In the next step, we will create a new clean column using the preprocessed text data. We execute the following code to tokenize and remove the disablement words:

import nltk

from nltk import word_tokenize

from nltk.corpus import stopwords

def clean(text = '', stopwords = []):



#tokenize

tokens = word_tokenize(text.strip())

#lowercase

clean = [i.lower() for i in tokens]

#remove stopwords

clean = [i for i in clean if i not in stopwords]

#remove punctuation

punctuations = list(string.punctuation)

clean = [i.strip(''.join(punctuations)) for i in clean if i not in punctuations]

return " ".join(clean)



df['clean'] = df['description'].apply(str) #make sure description is a string

df['clean'] = df['clean'].apply(lambda x: clean(text = x, stopwords = stopwords.words('english')))

Finally, we obtain a clean column which contains cleaned English descriptions, ready for analysis:

df['clean'].head(5)

0 roadmap becoming web developer 2017

1 base repository imad v2 course application ple…
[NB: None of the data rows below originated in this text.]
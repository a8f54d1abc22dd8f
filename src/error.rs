//! Error types
//!
//! The simulation itself does no I/O; the only failures are rejected round
//! configurations, unreadable settings files and incomplete player
//! registrations.

use std::error::Error;
use std::fmt;

use crate::consts::{MAX_DIFFICULTY, MIN_DIFFICULTY};

/// A round configuration that would produce undefined spawn/speed behavior.
#[derive(Clone, Debug, PartialEq)]
pub enum ConfigError {
    /// Speed multiplier must be finite and greater than zero.
    InvalidSpeedMultiplier(f32),
    /// At least one entity must be allowed on the field.
    InvalidMaxEntities(u32),
    /// Power-up interval must be at least one second.
    InvalidPowerUpInterval(u32),
    /// Round duration must be at least one second.
    InvalidRoundDuration(u32),
    /// Difficulty outside `MIN_DIFFICULTY..=MAX_DIFFICULTY`.
    DifficultyOutOfRange(u8),
}

impl fmt::Display for ConfigError {
    fn fmt(&self, f: &mut fmt::Formatter<'_>) -> fmt::Result {
        match self {
            Self::InvalidSpeedMultiplier(v) => {
                write!(f, "speed multiplier must be positive, got {v}")
            }
            Self::InvalidMaxEntities(v) => {
                write!(f, "maximum concurrent entities must be at least 1, got {v}")
            }
            Self::InvalidPowerUpInterval(v) => {
                write!(f, "power-up interval must be at least 1 second, got {v}")
            }
            Self::InvalidRoundDuration(v) => {
                write!(f, "round duration must be at least 1 second, got {v}")
            }
            Self::DifficultyOutOfRange(v) => write!(
                f,
                "difficulty must be in {MIN_DIFFICULTY}..={MAX_DIFFICULTY}, got {v}"
            ),
        }
    }
}

impl Error for ConfigError {}

/// Failure to load or save a settings file.
#[derive(Debug)]
pub enum SettingsError {
    /// The file could not be read or written.
    Io(std::io::Error),
    /// The file is not valid settings JSON.
    Parse(serde_json::Error),
    /// The file parsed but describes an unplayable round.
    Invalid(ConfigError),
}

impl fmt::Display for SettingsError {
    fn fmt(&self, f: &mut fmt::Formatter<'_>) -> fmt::Result {
        match self {
            Self::Io(e) => write!(f, "settings I/O failed: {e}"),
            Self::Parse(e) => write!(f, "settings file is malformed: {e}"),
            Self::Invalid(e) => write!(f, "settings rejected: {e}"),
        }
    }
}

impl Error for SettingsError {
    fn source(&self) -> Option<&(dyn Error + 'static)> {
        match self {
            Self::Io(e) => Some(e),
            Self::Parse(e) => Some(e),
            Self::Invalid(e) => Some(e),
        }
    }
}

impl From<std::io::Error> for SettingsError {
    fn from(e: std::io::Error) -> Self {
        Self::Io(e)
    }
}

impl From<serde_json::Error> for SettingsError {
    fn from(e: serde_json::Error) -> Self {
        Self::Parse(e)
    }
}

impl From<ConfigError> for SettingsError {
    fn from(e: ConfigError) -> Self {
        Self::Invalid(e)
    }
}

/// A player registration that cannot be stored.
#[derive(Clone, Debug, PartialEq, Eq)]
pub enum RegistrationError {
    /// Full name is empty or whitespace.
    BlankName,
    /// Gender is empty or whitespace.
    BlankGender,
    /// Course outside `1..=6`.
    CourseOutOfRange(u8),
    /// Day/month pair that is not a calendar date.
    InvalidBirthDate { day: u8, month: u8 },
}

impl fmt::Display for RegistrationError {
    fn fmt(&self, f: &mut fmt::Formatter<'_>) -> fmt::Result {
        match self {
            Self::BlankName => write!(f, "full name must not be blank"),
            Self::BlankGender => write!(f, "gender must not be blank"),
            Self::CourseOutOfRange(c) => write!(f, "course must be in 1..=6, got {c}"),
            Self::InvalidBirthDate { day, month } => {
                write!(f, "{day}.{month} is not a valid birth date")
            }
        }
    }
}

impl Error for RegistrationError {}
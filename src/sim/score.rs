//! Round score bookkeeping

use super::state::{EntityKind, ScoringEvent};
use crate::consts::{BENIGN_REWARD, HAZARD_PENALTY, MISS_PENALTY};

/// Score for the current round. Unsigned, penalties saturate at zero.
#[derive(Debug, Clone, Copy, Default, PartialEq, Eq)]
pub struct ScoreKeeper {
    score: u32,
}

impl ScoreKeeper {
    /// Start at zero
    pub fn new() -> Self {
        Self::default()
    }

    pub fn score(&self) -> u32 {
        self.score
    }

    pub fn reset(&mut self) {
        self.score = 0;
    }

    /// Apply a scoring event and return the new score
    pub fn apply(&mut self, event: ScoringEvent) -> u32 {
        self.score = match event {
            ScoringEvent::EntityHit(EntityKind::Benign) => self.score.saturating_add(BENIGN_REWARD),
            ScoringEvent::EntityHit(EntityKind::Hazard) => self.score.saturating_sub(HAZARD_PENALTY),
            ScoringEvent::Miss => self.score.saturating_sub(MISS_PENALTY),
            ScoringEvent::PowerUpCollected => self.score,
        };
        self.score
    }
}
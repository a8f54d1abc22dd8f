//! Thread-safe engine handle
//!
//! Scheduler ticks and input taps may arrive on different threads. Every
//! call goes through one mutex, so a tap never observes a half-applied tick.

use std::sync::{Arc, Mutex, MutexGuard, PoisonError};

use glam::Vec2;

use super::engine::SimulationEngine;
use super::rng::{PcgSource, RandomSource};
use super::state::{RoundConfig, ScoringEvent, Snapshot};
use crate::error::ConfigError;

pub struct SharedEngine<R = PcgSource> {
    inner: Arc<Mutex<SimulationEngine<R>>>,
}

impl<R> Clone for SharedEngine<R> {
    fn clone(&self) -> Self {
        Self {
            inner: Arc::clone(&self.inner),
        }
    }
}

impl<R: RandomSource> SharedEngine<R> {
    pub fn new(engine: SimulationEngine<R>) -> Self {
        Self {
            inner: Arc::new(Mutex::new(engine)),
        }
    }

    /// Engine state is consistent between calls, so a panic in another
    /// holder leaves nothing half-written; recover the guard.
    fn lock(&self) -> MutexGuard<'_, SimulationEngine<R>> {
        self.inner.lock().unwrap_or_else(PoisonError::into_inner)
    }

    /// Run `f` with exclusive access to the engine
    pub fn with<T>(&self, f: impl FnOnce(&mut SimulationEngine<R>) -> T) -> T {
        f(&mut self.lock())
    }

    pub fn start(&self, config: RoundConfig, difficulty: u8) -> Result<(), ConfigError> {
        self.lock().start(config, difficulty)
    }

    pub fn tick(&self, elapsed_ms: u32, acceleration: Vec2) -> Snapshot {
        self.lock().tick(elapsed_ms, acceleration)
    }

    pub fn tap(&self, point: Vec2) -> Option<ScoringEvent> {
        self.lock().tap(point)
    }

    pub fn pause(&self) {
        self.lock().pause();
    }

    pub fn resume(&self) {
        self.lock().resume();
    }

    pub fn restart(&self) {
        self.lock().restart();
    }

    pub fn snapshot(&self) -> Snapshot {
        self.lock().snapshot()
    }
}
//! Seedable randomness for spawn decisions and placement
//!
//! Every random draw in the simulation goes through a single injected
//! [`RandomSource`] so a seed reproduces a round exactly.

use rand::{Rng, SeedableRng};
use rand_pcg::Pcg32;

/// Source of uniform draws in `[0, 1)`.
///
/// `None` means the source could not produce a value; callers skip the
/// dependent spawn attempt for that tick instead of aborting the round.
pub trait RandomSource {
    fn next_unit(&mut self) -> Option<f32>;

    /// Uniform draw in `[lo, hi)`
    fn range(&mut self, lo: f32, hi: f32) -> Option<f32> {
        self.next_unit().map(|u| lo + u * (hi - lo))
    }

    /// Uniform integer in `0..100`
    fn percent(&mut self) -> Option<u32> {
        self.next_unit().map(|u| ((u * 100.0) as u32).min(99))
    }
}

/// Default PCG-backed source.
#[derive(Debug, Clone)]
pub struct PcgSource {
    rng: Pcg32,
}

impl PcgSource {
    /// Create a source replaying the sequence for `seed`
    pub fn new(seed: u64) -> Self {
        Self {
            rng: Pcg32::seed_from_u64(seed),
        }
    }
}

impl RandomSource for PcgSource {
    fn next_unit(&mut self) -> Option<f32> {
        Some(self.rng.random::<f32>())
    }
}

/// Replays a fixed list of draws so tests can place entities exactly.
#[cfg(test)]
#[derive(Debug, Clone)]
pub(crate) struct ScriptedSource {
    values: Vec<f32>,
    cursor: usize,
}

#[cfg(test)]
impl ScriptedSource {
    pub(crate) fn new(values: Vec<f32>) -> Self {
        Self { values, cursor: 0 }
    }
}

#[cfg(test)]
impl RandomSource for ScriptedSource {
    fn next_unit(&mut self) -> Option<f32> {
        if self.values.is_empty() {
            return None;
        }
        let v = self.values[self.cursor % self.values.len()];
        self.cursor += 1;
        Some(v)
    }
}

/// A source that always fails
#[cfg(test)]
#[derive(Debug, Clone, Copy, Default)]
pub(crate) struct FailingSource;

#[cfg(test)]
impl RandomSource for FailingSource {
    fn next_unit(&mut self) -> Option<f32> {
        None
    }
}

#[cfg(test)]
mod tests {
    use super::*;

    #[test]
    fn test_same_seed_same_sequence() {
        let mut a = PcgSource::new(42);
        let mut b = PcgSource::new(42);
        for _ in 0..32 {
            assert_eq!(a.next_unit(), b.next_unit());
        }
    }

    #[test]
    fn test_different_seeds_diverge() {
        let a: Vec<_> = {
            let mut r = PcgSource::new(7);
            (0..8).map(|_| r.next_unit()).collect()
        };
        let b: Vec<_> = {
            let mut r = PcgSource::new(8);
            (0..8).map(|_| r.next_unit()).collect()
        };
        assert_ne!(a, b);
    }

    #[test]
    fn test_unit_range() {
        let mut a = PcgSource::new(1);
        for _ in 0..1000 {
            let u = a.next_unit().unwrap();
            assert!((0.0..1.0).contains(&u));
            let p = a.percent().unwrap();
            assert!(p < 100);
        }
    }

    #[test]
    fn test_range_maps_scripted_values() {
        let mut s = ScriptedSource::new(vec![0.0, 0.5, 0.999]);
        assert_eq!(s.range(-2.0, 2.0), Some(-2.0));
        assert_eq!(s.range(-2.0, 2.0), Some(0.0));
        assert_eq!(s.percent(), Some(99));
    }
}
//! Game settings and preferences
//!
//! The player-facing knobs from the settings screen, persisted as JSON and
//! turned into a [`RoundConfig`] when a round starts.

use std::fs;
use std::path::Path;

use serde::{Deserialize, Serialize};

use crate::error::SettingsError;
use crate::sim::{Difficulty, RoundConfig};

/// Slider ranges offered by the settings screen
pub const GAME_SPEED_RANGE: (f32, f32) = (0.5, 3.0);
pub const MAX_ENTITIES_RANGE: (u32, u32) = (5, 30);
pub const POWER_UP_INTERVAL_RANGE: (u32, u32) = (10, 60);
pub const ROUND_DURATION_RANGE: (u32, u32) = (30, 180);

/// Game settings/preferences
#[derive(Debug, Clone, PartialEq, Serialize, Deserialize)]
#[serde(default)]
pub struct GameSettings {
    /// Global speed multiplier
    pub game_speed: f32,
    /// Entity cap
    pub max_entities: u32,
    /// Seconds between power-ups
    pub power_up_interval: u32,
    /// Round length in seconds
    pub round_duration: u32,
    /// Difficulty level (1-10)
    pub difficulty: u8,
    /// Fixed RNG seed for reproducible rounds
    pub seed: Option<u64>,
}

impl Default for GameSettings {
    fn default() -> Self {
        Self {
            game_speed: 1.0,
            max_entities: 10,
            power_up_interval: 30,
            round_duration: 60,
            difficulty: 5,
            seed: None,
        }
    }
}

impl GameSettings {
    /// Snap every value into its slider range
    pub fn clamped(&self) -> Self {
        let speed = if self.game_speed.is_finite() {
            self.game_speed.clamp(GAME_SPEED_RANGE.0, GAME_SPEED_RANGE.1)
        } else {
            Self::default().game_speed
        };
        Self {
            game_speed: speed,
            max_entities: self.max_entities.clamp(MAX_ENTITIES_RANGE.0, MAX_ENTITIES_RANGE.1),
            power_up_interval: self
                .power_up_interval
                .clamp(POWER_UP_INTERVAL_RANGE.0, POWER_UP_INTERVAL_RANGE.1),
            round_duration: self
                .round_duration
                .clamp(ROUND_DURATION_RANGE.0, ROUND_DURATION_RANGE.1),
            difficulty: self.difficulty.clamp(1, 10),
            seed: self.seed,
        }
    }

    pub fn round_config(&self) -> RoundConfig {
        RoundConfig {
            speed_multiplier: self.game_speed,
            max_entities: self.max_entities,
            power_up_interval_seconds: self.power_up_interval,
            round_duration_seconds: self.round_duration,
        }
    }

    /// Check the settings describe a playable round
    pub fn validate(&self) -> Result<(), SettingsError> {
        self.round_config().validate()?;
        Difficulty::new(self.difficulty)?;
        Ok(())
    }

    /// Load settings from a JSON file. Missing fields take their defaults.
    pub fn load(path: impl AsRef<Path>) -> Result<Self, SettingsError> {
        let json = fs::read_to_string(path.as_ref())?;
        let settings: Self = serde_json::from_str(&json)?;
        settings.validate()?;
        log::info!("Loaded settings from {}", path.as_ref().display());
        Ok(settings)
    }

    /// Load settings, falling back to defaults when the file is absent
    pub fn load_or_default(path: impl AsRef<Path>) -> Result<Self, SettingsError> {
        match Self::load(path) {
            Err(SettingsError::Io(e)) if e.kind() == std::io::ErrorKind::NotFound => {
                log::info!("Using default settings");
                Ok(Self::default())
            }
            other => other,
        }
    }

    pub fn save(&self, path: impl AsRef<Path>) -> Result<(), SettingsError> {
        let json = serde_json::to_string_pretty(self)?;
        fs::write(path.as_ref(), json)?;
        log::info!("Settings saved to {}", path.as_ref().display());
        Ok(())
    }
}

#[cfg(test)]
mod tests {
    use super::*;
    use crate::error::ConfigError;

    fn temp_path(name: &str) -> std::path::PathBuf {
        std::env::temp_dir().join(format!("beetle_tap_{}_{name}.json", std::process::id()))
    }

    #[test]
    fn test_defaults_match_round_config() {
        assert_eq!(GameSettings::default().round_config(), RoundConfig::default());
    }

    #[test]
    fn test_clamped_snaps_to_ranges() {
        let wild = GameSettings {
            game_speed: 9.0,
            max_entities: 0,
            power_up_interval: 500,
            round_duration: 5,
            difficulty: 0,
            seed: Some(3),
        };
        let c = wild.clamped();
        assert_eq!(c.game_speed, 3.0);
        assert_eq!(c.max_entities, 5);
        assert_eq!(c.power_up_interval, 60);
        assert_eq!(c.round_duration, 30);
        assert_eq!(c.difficulty, 1);
        assert_eq!(c.seed, Some(3));

        let nan = GameSettings {
            game_speed: f32::NAN,
            ..Default::default()
        };
        assert_eq!(nan.clamped().game_speed, 1.0);
    }

    #[test]
    fn test_partial_json_uses_defaults() {
        let s: GameSettings = serde_json::from_str(r#"{ "difficulty": 8 }"#).unwrap();
        assert_eq!(s.difficulty, 8);
        assert_eq!(s.round_duration, 60);
    }

    #[test]
    fn test_save_load_file() {
        let path = temp_path("roundtrip");
        let s = GameSettings {
            game_speed: 2.0,
            seed: Some(11),
            ..Default::default()
        };
        s.save(&path).unwrap();
        assert_eq!(GameSettings::load(&path).unwrap(), s);
        let _ = fs::remove_file(&path);
    }

    #[test]
    fn test_load_rejects_invalid() {
        let path = temp_path("invalid");
        fs::write(&path, r#"{ "difficulty": 12 }"#).unwrap();
        let err = GameSettings::load(&path).unwrap_err();
        assert!(matches!(
            err,
            SettingsError::Invalid(ConfigError::DifficultyOutOfRange(12))
        ));

        fs::write(&path, "not json").unwrap();
        assert!(matches!(GameSettings::load(&path), Err(SettingsError::Parse(_))));
        let _ = fs::remove_file(&path);
    }

    #[test]
    fn test_missing_file_falls_back() {
        let path = temp_path("missing");
        let _ = fs::remove_file(&path);
        assert_eq!(GameSettings::load_or_default(&path).unwrap(), GameSettings::default());
    }
}
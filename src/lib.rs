// src/lib.rs
// Project/file/import tracking core for a source preprocessing app: keeps an
// in-memory model of tracked projects, their standalone source files and the
// imports between files, reconciled on demand against the filesystem.

pub mod config;
pub mod events;
pub mod file_types;
pub mod filters;
pub mod manager;
pub mod scanner;
pub mod storage;
pub mod types;
pub mod utils;

pub use config::UserOptions;
pub use events::{ChangeListener, ConsoleNotifier, Notifier};
pub use file_types::{DefaultFileTypes, FileTypes};
pub use manager::ProjectsManager;
pub use storage::Storage;
pub use types::{Import, Project, ProjectConfig, Snapshot, SourceFile};
// src/events.rs
// The manager talks to the outside world (UI, persistence triggers, toasts)
// only through these traits, so the emission points stay fixed while the
// delivery mechanism remains pluggable.

use crate::types::Snapshot;

/// Receives the full-state broadcast fired after every mutating operation,
/// plus the focus request fired once when a project is added. Broadcasts are
/// per mutation, not batched; a refresh emits several intermediate snapshots
/// before the final one.
pub trait ChangeListener {
    fn data_changed(&self, snapshot: &Snapshot);

    /// Fired after a newly added project has been refreshed, so the UI can
    /// navigate to it.
    fn focus_project(&self, project_id: &str) {
        let _ = project_id;
    }
}

/// Sink for user-facing error notifications. The scanner is the only caller;
/// everything else operates on the in-memory state and cannot hit the
/// filesystem.
pub trait Notifier: Send + Sync {
    fn error(&self, title: &str, message: &str, detail: &str);
}

/// Default notifier: logs to stderr.
pub struct ConsoleNotifier;

impl Notifier for ConsoleNotifier {
    fn error(&self, title: &str, message: &str, detail: &str) {
        eprintln!("[NOTIFY] {} {} ({})", title, message, detail);
    }
}
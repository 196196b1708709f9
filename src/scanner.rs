// src/scanner.rs
// Recursive enumeration of supported files under a project root. This is
// the only component allowed to hit filesystem errors: the first error
// aborts the walk, is reported through the notifier, and whatever was
// collected so far is returned as a partial result.

use crate::events::Notifier;
use crate::file_types::FileTypes;
use std::fs;
use std::io;
use std::path::{Path, PathBuf};

const MAX_DEPTH: usize = 30;

pub fn scan_supported_files(
    root: &Path,
    file_types: &dyn FileTypes,
    notifier: &dyn Notifier,
) -> Vec<PathBuf> {
    let mut collected = Vec::new();
    if let Err(e) = walk(root, file_types, &mut collected, 0) {
        eprintln!("[SCANNER] Walk aborted under {}: {}", root.display(), e);
        notifier.error(
            "Error !",
            "An error occurred while scanning files",
            &e.to_string(),
        );
    }
    collected
}

fn walk(
    dir: &Path,
    file_types: &dyn FileTypes,
    collected: &mut Vec<PathBuf>,
    depth: usize,
) -> io::Result<()> {
    if depth > MAX_DEPTH {
        return Ok(());
    }

    for entry in fs::read_dir(dir)? {
        let entry = entry?;
        let path = entry.path();
        if entry.file_type()?.is_dir() {
            walk(&path, file_types, collected, depth + 1)?;
        } else if file_types.is_supported(&path.to_string_lossy()) {
            collected.push(path);
        }
    }
    Ok(())
}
2 decrypted content eqgrp-auction-file.tar.xz

3 shadow brokers lost translation leak

4 learn design large-scale systems prep system d...

Numerical data


For numerical data, we will count the distribution of check values and whether there are any missing values:

df[['watchers_count','size','forks_count','open_issues']].describe()

The popular trend of using Python to mine GitHub (I)
We see that there are no missing values in all four variables: watchers’count, size, forks’count, and open’issues. The values of watchers’count range from 0 to 20792, while the minimum number of forks is 33, which goes up to 2589. The first quarter of repositories have no open issues, while the first 25% have more than 12 issues. It is worth noting that in our dataset, there is a repository of 458 open issues.

Once we have finished preprocessing the data, our next step is to analyze it so that we can get operational insights from it.